Alves-Prado Heloiza Ferreira, Gomes Eleni, da Silva Roberto
Biochemistry and Applied Microbiology Laboratory, UNESP-State University of São Paulo, Rua Cristóvão Colombo n 2265, 15054-000, São José do Rio Preto, SP, Brazil.
Appl Biochem Biotechnol. 2007 Apr;137-140(1-12):41-55. doi: 10.1007/s12010-007-9038-2.

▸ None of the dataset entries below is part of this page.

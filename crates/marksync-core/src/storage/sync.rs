//! Moving records between tiers
//!
//! `sync_to` merges one tier into another. When the destination is empty the
//! whole database is copied with the SQLite backup API; otherwise records go
//! through a two-phase insert/update so that concurrent writers only ever
//! race on the URL uniqueness constraint.
//!
//! The disk tier is never merged into. It is replaced as a whole snapshot of
//! the cache, written to a temporary file and renamed into place.

use std::path::{Path, PathBuf};
use std::time::Duration;

use rusqlite::backup::{Backup, Progress};
use rusqlite::{params, DatabaseName};
use tracing::{debug, info, warn};

use super::error::{is_constraint_violation, StorageError, StorageResult};
use super::tier::{record_from_row, Tier, INSERT_RECORD, SELECT_COLUMNS};
use crate::models::{now_secs, Record, Tags};

const BACKUP_PAGES_PER_STEP: std::os::raw::c_int = 256;

/// How a sync moved its records
#[derive(Debug, Clone, Copy, PartialEq, Eq)]
pub enum SyncStrategy {
    /// Nothing to move
    Noop,
    /// Whole-database copy into an empty destination
    BulkCopy,
    /// Row-by-row insert with conflict resolution
    Merge,
}

/// Outcome of one `sync_to` call
#[derive(Debug, Clone, Copy, PartialEq, Eq)]
pub struct SyncReport {
    pub strategy: SyncStrategy,
    /// Rows that did not exist in the destination
    pub inserted: usize,
    /// Existing rows that were rewritten with merged tags or new metadata
    pub merged: usize,
    /// Existing rows already carrying everything the source had
    pub unchanged: usize,
}

impl SyncReport {
    fn new(strategy: SyncStrategy) -> Self {
        Self {
            strategy,
            inserted: 0,
            merged: 0,
            unchanged: 0,
        }
    }

    /// Whether the destination changed
    pub fn changed(&self) -> bool {
        self.inserted > 0 || self.merged > 0
    }
}

/// Merge every record of `src` into `dst`
///
/// Phase one inserts each record in a single transaction; uniqueness
/// violations are collected instead of aborting. Phase two, in a second
/// transaction, rewrites each conflicting row with the union of both tag
/// sets, the incoming title and description, and a fresh modification time.
/// Rows the merge would not change are skipped, so repeating a sync leaves
/// the destination byte-identical.
pub fn sync_to(src: &Tier, dst: &mut Tier) -> StorageResult<SyncReport> {
    if src.is_empty()? {
        debug!(src = src.name(), dst = dst.name(), "nothing to sync");
        return Ok(SyncReport::new(SyncStrategy::Noop));
    }

    if dst.is_empty()? {
        return bulk_copy(src, dst);
    }

    let records = src.records()?;
    let mut report = SyncReport::new(SyncStrategy::Merge);
    let mut conflicts = Vec::new();

    {
        let tx = dst.connection_mut().transaction()?;
        for record in records {
            let result = tx.execute(
                INSERT_RECORD,
                params![
                    record.url,
                    record.title,
                    record.tags.to_stored(),
                    record.description,
                    record.modified.timestamp(),
                    record.flags,
                    record.module,
                ],
            );
            match result {
                Ok(_) => report.inserted += 1,
                Err(e) if is_constraint_violation(&e) => conflicts.push(record),
                Err(e) => return Err(e.into()),
            }
        }
        tx.commit()?;
    }

    if !conflicts.is_empty() {
        let tx = dst.connection_mut().transaction()?;
        let select = format!("{SELECT_COLUMNS} WHERE url = ?");
        for incoming in &conflicts {
            let existing = tx.query_row(&select, params![incoming.url], record_from_row)?;
            match merged_record(&existing, incoming) {
                Some(merged) => {
                    tx.execute(
                        "UPDATE bookmarks SET metadata = ?, tags = ?, description = ?, \
                         modified = ?, flags = ? WHERE url = ?",
                        params![
                            merged.title,
                            merged.tags.to_stored(),
                            merged.description,
                            merged.modified.timestamp(),
                            merged.flags,
                            merged.url,
                        ],
                    )?;
                    report.merged += 1;
                }
                None => report.unchanged += 1,
            }
        }
        tx.commit()?;
    }

    debug!(
        src = src.name(),
        dst = dst.name(),
        inserted = report.inserted,
        merged = report.merged,
        unchanged = report.unchanged,
        "merged tiers"
    );
    Ok(report)
}

/// The row to write back for a conflicting record, or `None` if nothing changes
///
/// An empty incoming description keeps the stored one, since most browsers
/// have no notion of descriptions and would otherwise erase them.
fn merged_record(existing: &Record, incoming: &Record) -> Option<Record> {
    let tags: Tags = existing.tags.union(&incoming.tags);
    let description = if incoming.description.is_empty() {
        existing.description.clone()
    } else {
        incoming.description.clone()
    };

    if tags == existing.tags
        && incoming.title == existing.title
        && description == existing.description
        && incoming.flags == existing.flags
    {
        return None;
    }

    Some(Record {
        url: existing.url.clone(),
        title: incoming.title.clone(),
        tags,
        description,
        modified: now_secs(),
        flags: incoming.flags,
        module: existing.module.clone(),
    })
}

fn bulk_copy(src: &Tier, dst: &mut Tier) -> StorageResult<SyncReport> {
    let count = src.count()?;
    let from = src.name().to_string();
    let to = dst.name().to_string();

    let backup = Backup::new(src.connection(), dst.connection_mut()).map_err(|source| {
        StorageError::Mirror {
            from: from.clone(),
            to: PathBuf::from(&to),
            source,
        }
    })?;
    backup
        .run_to_completion(BACKUP_PAGES_PER_STEP, Duration::ZERO, None)
        .map_err(|source| StorageError::Mirror {
            from: from.clone(),
            to: PathBuf::from(&to),
            source,
        })?;

    debug!(src = %from, dst = %to, records = count, "bulk copied into empty tier");
    let mut report = SyncReport::new(SyncStrategy::BulkCopy);
    report.inserted = usize::try_from(count).unwrap_or_default();
    Ok(report)
}

/// Replace the disk tier at `path` with a snapshot of `cache`
///
/// The snapshot is written next to the target and renamed over it, so a
/// crash leaves either the previous mirror or the new one on disk.
pub fn mirror_to_disk(cache: &Tier, path: &Path) -> StorageResult<()> {
    if let Some(parent) = path.parent() {
        if !parent.as_os_str().is_empty() && !parent.exists() {
            std::fs::create_dir_all(parent)
                .map_err(|e| StorageError::from_io(e, parent.to_path_buf()))?;
        }
    }

    let tmp = temp_path(path);
    if tmp.exists() {
        std::fs::remove_file(&tmp).map_err(|e| StorageError::from_io(e, tmp.clone()))?;
    }

    if let Err(source) = cache
        .connection()
        .backup(DatabaseName::Main, &tmp, None)
    {
        let _ = std::fs::remove_file(&tmp);
        return Err(StorageError::Mirror {
            from: cache.name().to_string(),
            to: path.to_path_buf(),
            source,
        });
    }

    std::fs::rename(&tmp, path).map_err(|e| {
        let _ = std::fs::remove_file(&tmp);
        StorageError::AtomicWriteFailed {
            from: tmp.clone(),
            to: path.to_path_buf(),
            source: e,
        }
    })?;

    info!(path = %path.display(), "mirrored cache to disk");
    Ok(())
}

/// Load the disk tier at `path` into `cache`, replacing its contents
///
/// Returns false when there is no disk tier yet.
pub fn restore_from_disk(path: &Path, cache: &mut Tier) -> StorageResult<bool> {
    if !path.exists() {
        return Ok(false);
    }

    let name = cache.name().to_string();
    cache
        .connection_mut()
        .restore(DatabaseName::Main, path, None::<fn(Progress)>)
        .map_err(|source| StorageError::Mirror {
            from: path.display().to_string(),
            to: PathBuf::from(&name),
            source,
        })?;

    if let Err(e) = cache.ensure_schema() {
        warn!(path = %path.display(), error = %e, "disk tier schema rejected");
        cache.clear().ok();
        return Err(e);
    }

    info!(path = %path.display(), records = cache.count()?, "restored cache from disk");
    Ok(true)
}

fn temp_path(path: &Path) -> PathBuf {
    let mut name = path
        .file_name()
        .map(|n| n.to_os_string())
        .unwrap_or_default();
    name.push(".tmp");
    path.with_file_name(name)
}

#[cfg(test)]
mod tests {
    use super::*;
    use tempfile::TempDir;

    fn buffer_with(records: &[Record]) -> Tier {
        let mut buffer = Tier::open_buffer("test").unwrap();
        buffer.upsert_many(records).unwrap();
        buffer
    }

    fn dump(tier: &Tier) -> Vec<(String, String, String, String, i64)> {
        tier.connection()
            .prepare("SELECT url, metadata, tags, description, modified FROM bookmarks ORDER BY url")
            .unwrap()
            .query_map([], |row| {
                Ok((row.get(0)?, row.get(1)?, row.get(2)?, row.get(3)?, row.get(4)?))
            })
            .unwrap()
            .collect::<Result<Vec<_>, _>>()
            .unwrap()
    }

    #[test]
    fn test_empty_source_is_noop() {
        let buffer = Tier::open_buffer("test").unwrap();
        let mut cache = Tier::open_cache().unwrap();

        let report = sync_to(&buffer, &mut cache).unwrap();
        assert_eq!(report.strategy, SyncStrategy::Noop);
        assert!(!report.changed());
    }

    #[test]
    fn test_empty_destination_uses_bulk_copy() {
        let buffer = buffer_with(&[
            Record::new("https://a.com").with_tags(["x"]),
            Record::new("https://b.com"),
        ]);
        let mut cache = Tier::open_cache().unwrap();

        let report = sync_to(&buffer, &mut cache).unwrap();
        assert_eq!(report.strategy, SyncStrategy::BulkCopy);
        assert_eq!(report.inserted, 2);
        assert_eq!(report.merged, 0);
        assert_eq!(dump(&cache), dump(&buffer));
    }

    #[test]
    fn test_conflict_unions_tags() {
        let mut cache = Tier::open_cache().unwrap();
        cache
            .upsert(&Record::new("https://a.com").with_tags(["x"]))
            .unwrap();

        let buffer = buffer_with(&[Record::new("https://a.com").with_tags(["z"])]);
        let report = sync_to(&buffer, &mut cache).unwrap();

        assert_eq!(report.strategy, SyncStrategy::Merge);
        assert_eq!(report.merged, 1);
        let stored = cache.get("https://a.com").unwrap().unwrap();
        assert_eq!(stored.tags.to_stored(), ",x,z,");
        assert_eq!(cache.count().unwrap(), 1);
    }

    #[test]
    fn test_merge_inserts_new_and_merges_existing() {
        let mut cache = Tier::open_cache().unwrap();
        cache
            .upsert(&Record::new("https://a.com").with_tags(["x"]))
            .unwrap();

        let buffer = buffer_with(&[
            Record::new("https://a.com").with_tags(["y"]),
            Record::new("https://b.com").with_tags(["y"]),
        ]);
        let report = sync_to(&buffer, &mut cache).unwrap();

        assert_eq!(report.inserted, 1);
        assert_eq!(report.merged, 1);
        assert_eq!(cache.count().unwrap(), 2);
    }

    #[test]
    fn test_repeat_sync_is_byte_identical() {
        let mut cache = Tier::open_cache().unwrap();
        cache
            .upsert(&Record::new("https://a.com").with_tags(["x"]))
            .unwrap();
        let buffer = buffer_with(&[
            Record::new("https://a.com").with_tags(["y"]),
            Record::new("https://b.com"),
        ]);

        sync_to(&buffer, &mut cache).unwrap();
        let first = dump(&cache);

        let report = sync_to(&buffer, &mut cache).unwrap();
        assert!(!report.changed());
        assert_eq!(report.unchanged, 2);
        assert_eq!(dump(&cache), first);
    }

    #[test]
    fn test_tags_never_shrink() {
        let mut cache = Tier::open_cache().unwrap();
        cache
            .upsert(&Record::new("https://a.com").with_tags(["x", "y"]))
            .unwrap();

        let buffer = buffer_with(&[Record::new("https://a.com")]);
        sync_to(&buffer, &mut cache).unwrap();

        let stored = cache.get("https://a.com").unwrap().unwrap();
        assert!(stored.tags.contains("x"));
        assert!(stored.tags.contains("y"));
    }

    #[test]
    fn test_empty_description_keeps_stored_one() {
        let mut cache = Tier::open_cache().unwrap();
        cache
            .upsert(&Record::new("https://a.com").with_description("notes"))
            .unwrap();

        let buffer = buffer_with(&[Record::new("https://a.com").with_title("A")]);
        sync_to(&buffer, &mut cache).unwrap();

        let stored = cache.get("https://a.com").unwrap().unwrap();
        assert_eq!(stored.description, "notes");
        assert_eq!(stored.title, "A");
    }

    #[test]
    fn test_mirror_and_restore() {
        let temp_dir = TempDir::new().unwrap();
        let path = temp_dir.path().join("marksync.db");

        let mut cache = Tier::open_cache().unwrap();
        cache
            .upsert(&Record::new("https://a.com").with_tags(["x"]))
            .unwrap();
        mirror_to_disk(&cache, &path).unwrap();

        assert!(path.exists());
        assert!(!temp_path(&path).exists());

        let disk = Tier::open_disk(&path).unwrap();
        assert_eq!(dump(&disk), dump(&cache));

        let mut fresh = Tier::open_cache().unwrap();
        assert!(restore_from_disk(&path, &mut fresh).unwrap());
        assert_eq!(dump(&fresh), dump(&cache));
    }

    #[test]
    fn test_mirror_replaces_previous_snapshot() {
        let temp_dir = TempDir::new().unwrap();
        let path = temp_dir.path().join("marksync.db");

        let mut cache = Tier::open_cache().unwrap();
        cache.upsert(&Record::new("https://a.com")).unwrap();
        mirror_to_disk(&cache, &path).unwrap();

        cache.upsert(&Record::new("https://b.com")).unwrap();
        mirror_to_disk(&cache, &path).unwrap();

        let disk = Tier::open_disk(&path).unwrap();
        assert_eq!(disk.count().unwrap(), 2);
    }

    #[test]
    fn test_restore_missing_disk_tier() {
        let temp_dir = TempDir::new().unwrap();
        let mut cache = Tier::open_cache().unwrap();
        let restored = restore_from_disk(&temp_dir.path().join("none.db"), &mut cache).unwrap();
        assert!(!restored);
    }

    #[test]
    fn test_temp_path_is_sibling() {
        let tmp = temp_path(Path::new("/data/marksync.db"));
        assert_eq!(tmp, PathBuf::from("/data/marksync.db.tmp"));
    }
}
//! Storage error handling
//!
//! Typed errors for the buffer, cache and disk tiers, with enough context to
//! tell which tier failed and why.

use std::io;
use std::path::PathBuf;
use thiserror::Error;

use super::tier::TierKind;

/// Errors that can occur during storage operations
#[derive(Error, Debug)]
pub enum StorageError {
    /// Failed to create data directory
    #[error("Failed to create data directory '{path}': {source}")]
    CreateDirectory {
        path: PathBuf,
        #[source]
        source: io::Error,
    },

    /// Permission denied accessing path
    #[error("Permission denied: cannot access '{path}'. Check file permissions.")]
    PermissionDenied {
        path: PathBuf,
        #[source]
        source: io::Error,
    },

    /// Disk is full or quota exceeded
    #[error(
        "Disk full or quota exceeded while writing to '{path}'. Free up disk space and try again."
    )]
    DiskFull {
        path: PathBuf,
        #[source]
        source: io::Error,
    },

    /// A tier could not be opened
    #[error("Failed to open {tier} tier '{name}': {source}")]
    Open {
        tier: TierKind,
        name: String,
        #[source]
        source: rusqlite::Error,
    },

    /// Snapshot copy between tiers failed
    #[error("Failed to mirror '{from}' to '{to}': {source}")]
    Mirror {
        from: String,
        to: PathBuf,
        #[source]
        source: rusqlite::Error,
    },

    /// Atomic replace of the disk tier failed during rename
    #[error("Atomic write failed: could not rename '{from}' to '{to}': {source}")]
    AtomicWriteFailed {
        from: PathBuf,
        to: PathBuf,
        #[source]
        source: io::Error,
    },

    /// Schema version on disk is newer than this build understands
    #[error("Unrecognized schema version {found} (current is {current})")]
    SchemaVersion { found: i32, current: i32 },

    /// A tier lock was poisoned by a panicking writer
    #[error("{0} tier lock poisoned")]
    Poisoned(TierKind),

    /// SQLite database error
    #[error("Database error: {0}")]
    Database(#[from] rusqlite::Error),

    /// Generic I/O error
    #[error("I/O error: {0}")]
    Io(#[from] io::Error),
}

impl StorageError {
    /// Create an error from an I/O error with path context
    ///
    /// Classifies the error based on its kind (permission, disk full, etc.)
    pub fn from_io(error: io::Error, path: PathBuf) -> Self {
        match error.kind() {
            io::ErrorKind::PermissionDenied => StorageError::PermissionDenied {
                path,
                source: error,
            },
            _ if is_disk_full_error(&error) => StorageError::DiskFull {
                path,
                source: error,
            },
            _ => StorageError::CreateDirectory {
                path,
                source: error,
            },
        }
    }

    /// Whether this is the unique-key violation the merge protocol resolves inline
    pub fn is_constraint_violation(&self) -> bool {
        match self {
            StorageError::Database(e) => is_constraint_violation(e),
            _ => false,
        }
    }

    /// Get a recovery suggestion for this error
    pub fn recovery_suggestion(&self) -> Option<&'static str> {
        match self {
            StorageError::DiskFull { .. } => Some("Free up disk space and try again."),
            StorageError::PermissionDenied { .. } => {
                Some("Check file and directory permissions of the data directory.")
            }
            StorageError::CreateDirectory { .. } => {
                Some("Check that the parent directory exists and you have write permissions.")
            }
            StorageError::SchemaVersion { .. } => {
                Some("The database was written by a newer marksync; upgrade before syncing.")
            }
            _ => None,
        }
    }
}

/// Check whether a SQLite error is a uniqueness/constraint failure
pub fn is_constraint_violation(error: &rusqlite::Error) -> bool {
    matches!(
        error,
        rusqlite::Error::SqliteFailure(e, _) if e.code == rusqlite::ErrorCode::ConstraintViolation
    )
}

/// Check if an I/O error indicates disk full condition
fn is_disk_full_error(error: &io::Error) -> bool {
    let msg = error.to_string().to_lowercase();
    msg.contains("no space left")
        || msg.contains("disk full")
        || msg.contains("quota exceeded")
        || msg.contains("not enough space")
}

/// Result type for storage operations
pub type StorageResult<T> = Result<T, StorageError>;

#[cfg(test)]
mod tests {
    use super::*;
    use rusqlite::Connection;

    #[test]
    fn test_permission_denied_classification() {
        let io_err = io::Error::new(io::ErrorKind::PermissionDenied, "access denied");
        let err = StorageError::from_io(io_err, PathBuf::from("/test/path"));

        assert!(matches!(err, StorageError::PermissionDenied { .. }));
        assert!(err.recovery_suggestion().is_some());
    }

    #[test]
    fn test_disk_full_detection() {
        let io_err = io::Error::new(io::ErrorKind::Other, "No space left on device");
        let err = StorageError::from_io(io_err, PathBuf::from("/full/disk"));

        assert!(matches!(err, StorageError::DiskFull { .. }));
    }

    #[test]
    fn test_constraint_violation_detection() {
        let conn = Connection::open_in_memory().unwrap();
        conn.execute_batch("CREATE TABLE t (url TEXT UNIQUE); INSERT INTO t VALUES ('a');")
            .unwrap();

        let err = conn
            .execute("INSERT INTO t VALUES ('a')", [])
            .map_err(StorageError::from)
            .unwrap_err();
        assert!(err.is_constraint_violation());

        let other = StorageError::Io(io::Error::new(io::ErrorKind::Other, "boom"));
        assert!(!other.is_constraint_violation());
    }

    #[test]
    fn test_error_display() {
        let err = StorageError::Open {
            tier: TierKind::Cache,
            name: "memcache".to_string(),
            source: rusqlite::Error::InvalidQuery,
        };

        let msg = err.to_string();
        assert!(msg.contains("cache"));
        assert!(msg.contains("memcache"));
    }
}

A cyclomaltodextrin glucanotransferase (E.C. 2.4.1.19) from a newly isolated alkalophilic and moderately thermophilic Paenibacillus campinasensis strain H69-3 was purified as a homogeneous protein from culture supernatant. Cyclomaltodextrin glucanotransferase was produced during submerged fermentation at 45 degrees C and purified by gel filtration on Sephadex G50 ion exchange using a Q-Sepharose column and ion exchange using a Mono-Q column. The molecular weight of the purified enzyme was 70 kDa by sodium dodecyl sulfate-polyacrylamide gel electrophoresis and the pI was 5.3. The optimum pH for enzyme activity was 6.5, and it was stable in the pH range 6.0-11.5. The optimum temperature was 65 degrees C at pH 6.5, and it was thermally stable up to 60 degrees C without substrate during 1 h in the presence of 10 mM CaCl(2). The enzyme activity increased in the presence of Co(2+), Ba(2+), and Mn(2+). Using maltodextrin as substrate, the K(m) and K(cat) were 1.65 mg/mL and 347.9 micromol/mg x min, respectively.
从新分离的嗜碱中度嗜热的坎皮纳斯芽孢杆菌菌株H69 - 3中提取的环麦芽糊精葡糖基转移酶(E.C. 2.4.1.19),作为一种纯蛋白从培养上清液中纯化得到。环麦芽糊精葡糖基转移酶在45℃的深层发酵过程中产生,并通过在Sephadex G50上进行凝胶过滤、使用Q - Sepharose柱进行离子交换以及使用Mono - Q柱进行离子交换来纯化。通过十二烷基硫酸钠 - 聚丙烯酰胺凝胶电泳测得纯化酶的分子量为70 kDa,其等电点为5.3。酶活性的最适pH为6.5,在pH 6.0 - 11.5范围内稳定。在pH 6.5时最适温度为65℃,在10 mM CaCl₂存在下,无底物时在60℃下热稳定1小时。在Co²⁺、Ba²⁺和Mn²⁺存在下酶活性增强。以麦芽糊精为底物时,Kₘ和Kₑₜ分别为1.65 mg/mL和347.9 μmol/mg·min。